10.              Verse 17:  The servant hurried to meet her and said, "Please give me a little water from your jar."  18 "Drink, my lord," she said, and quickly lowered the jar to her hands and gave him a drink. 
19 After she had given him a drink, she said, "I'll draw water for your camels too, until they have finished drinking." 20 So she quickly emptied her jar into the trough, ran back to the well to draw more water, and drew enough for all his camels. 21 Without saying a word, the man watched her closely to learn whether or not the LORD had made his journey successful.

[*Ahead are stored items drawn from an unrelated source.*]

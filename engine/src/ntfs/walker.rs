// Parallel MFT walk
// One pool task per capped extent: read, scan records, stage entries

use super::boot::parse_boot_sector;
use super::data_runs::DataRunIter;
use super::record::{mft_geometry, parse_file_record, FILE_RECORD_SIZE};
use super::stage::Staging;
use crate::volume::{Volume, FILE_RECORD_OUTPUT_HEADER};
use findex_core::sync::{BufferPool, WorkerPool};
use findex_core::{FileIndex, FindexError, ProgressGauge};
use log::{debug, info};
use std::sync::atomic::{AtomicU64, Ordering};
use std::sync::Arc;

/// Cap each extent read at this many file records.
const RECORDS_PER_READ: usize = 1024;

/// Build a `FileIndex` by decoding the volume's MFT directly.
///
/// Per-record decoding failures and failed extent reads are dropped and
/// counted; the walk itself only fails when the volume or the `$MFT`
/// record cannot be opened at all.
pub fn walk_volume(letter: char, progress: &Arc<ProgressGauge>) -> Result<FileIndex, FindexError> {
    let label = format!("{}:", letter.to_ascii_uppercase());

    let boot = {
        let volume = Volume::open(letter)?;
        let mut sector = vec![0u8; 512];
        volume.read_at(&mut sector, 0)?;
        parse_boot_sector(&sector)?
    };
    let cluster_bytes = boot.cluster_bytes();
    let records_per_cluster = (cluster_bytes as usize / FILE_RECORD_SIZE).max(1);
    let cluster_limit = (RECORDS_PER_READ / records_per_cluster).max(1) as u64;

    let volume = Arc::new(Volume::open_direct(letter)?);

    let mut record0 = vec![0u8; FILE_RECORD_OUTPUT_HEADER + FILE_RECORD_SIZE];
    volume.file_record(0, &mut record0)?;
    let geometry = mft_geometry(&record0[FILE_RECORD_OUTPUT_HEADER..])
        .ok_or_else(|| FindexError::Other("Malformed $MFT record".to_string()))?;

    info!(
        "MFT walk on {label}: {} records, {cluster_bytes}-byte clusters",
        geometry.record_count
    );
    progress.set_total(geometry.record_count);

    let buffers = Arc::new(BufferPool::new(
        cluster_limit as usize * cluster_bytes as usize,
        cluster_bytes as usize,
    ));
    let staging = Arc::new(Staging::new());
    let skipped_records = Arc::new(AtomicU64::new(0));
    let failed_extents = Arc::new(AtomicU64::new(0));

    let pool = WorkerPool::new();
    let mut runs = DataRunIter::new(&geometry.data_runs);
    while let Some(extent) = runs.next_extent(cluster_limit) {
        let volume = Arc::clone(&volume);
        let buffers = Arc::clone(&buffers);
        let staging = Arc::clone(&staging);
        let skipped = Arc::clone(&skipped_records);
        let failed = Arc::clone(&failed_extents);
        let progress = Arc::clone(progress);
        let label = label.clone();

        pool.execute(move || {
            let mut buf = buffers.acquire();
            let byte_len = (extent.clusters * cluster_bytes as u64) as usize;
            let offset = extent.lcn * cluster_bytes as u64;

            match volume.read_at(&mut buf.as_mut_slice()[..byte_len], offset) {
                Err(e) => {
                    debug!("Extent read at LCN {} failed: {e}", extent.lcn);
                    failed.fetch_add(1, Ordering::Relaxed);
                }
                Ok(()) => {
                    let records = byte_len / FILE_RECORD_SIZE;
                    for i in 0..records {
                        let chunk =
                            &mut buf.as_mut_slice()[i * FILE_RECORD_SIZE..(i + 1) * FILE_RECORD_SIZE];
                        match parse_file_record(chunk, cluster_bytes, &label) {
                            Some(parsed) => staging.stage_record(&parsed),
                            None => {
                                skipped.fetch_add(1, Ordering::Relaxed);
                            }
                        }
                    }
                    progress.add(records as u64);
                }
            }
            buffers.release(buf);
        });
    }

    pool.wait();
    drop(pool);

    info!(
        "MFT walk done: {} entries staged, {} records skipped, {} extents failed",
        staging.staged_entries(),
        skipped_records.load(Ordering::Relaxed),
        failed_extents.load(Ordering::Relaxed)
    );

    let staging = Arc::try_unwrap(staging)
        .map_err(|_| FindexError::Other("Staging still referenced after pool drain".to_string()))?;
    Ok(staging.finish())
}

a)                  Rebekah went out of her way to give Eliezer, i.e., “the unnamed servant” a drink as well as enough for his camels.  Don’t take this lightly.  A camel can drink 20-25 gallons of water.  I’m guessing that this is at least an hour’s work.

b)                  There are people who read this whole section and think, “Well no wonder God picked Rebekah.  She was a good person prior to her commitment to her future husband.  She believed in God (as will become obvious in the next few verses).”

i)                    Don’t think that you have to be “super-person” in order to be used by God.  I doubt Rebekah was thinking about her eternal destiny when she performed this task.  Rebekah did understand that God uses people who are willing to help others.  God didn’t reward Rebekah with being in the Messianic line “because she was this great person”.  God uses who God wants to use, period.  Reading through your bible, you’ll discover there are a lot of rotten people that are also part of the Messianic line to Jesus.

c)                  Let’s get back to Rebekah going out of her way to feed the camels.  This reminds me of something Jesus taught on the “Sermon on the Mount” speech:

i)                    “If someone forces you to go one mile, go with him two miles.”  (Matthew 5:41, NIV)  Jesus point is about being a good witness.  If someone asks you to give them a drink, ask if you can also give a drink to their camels. 
(I realize as a 21st Century American, this doesn’t happen to often, but you get the point! 

d)                 Remember the “unnamed servant” was looking for a sign from God as to whether or not this is the right person.  Rebekah just “happened” to be at the right place at the right time.

i)                    For all we know God placed the extra-service in Rebekah’s heart to do and was also in charge of the timing of this event.

ii)                  The application to us is to you never know who is watching us in our service for the Lord.  It is not our job to look for such people.  Just do what God called you to do, and be His witness.  You may be surprised as to how God is using you.

e)                  Notice the phrase in Verse 21:  “Whether or not the LORD had made his journey successful.

i)                    This verse gives proof that Eliezer (“the unnamed servant”) worshipped God.

ii)                  Eliezer never forgot his purpose.  He did ask God for a sign, and God answered it.

iii)                Eliezer’s focus was on God, and his purpose for serving God, a good model for us!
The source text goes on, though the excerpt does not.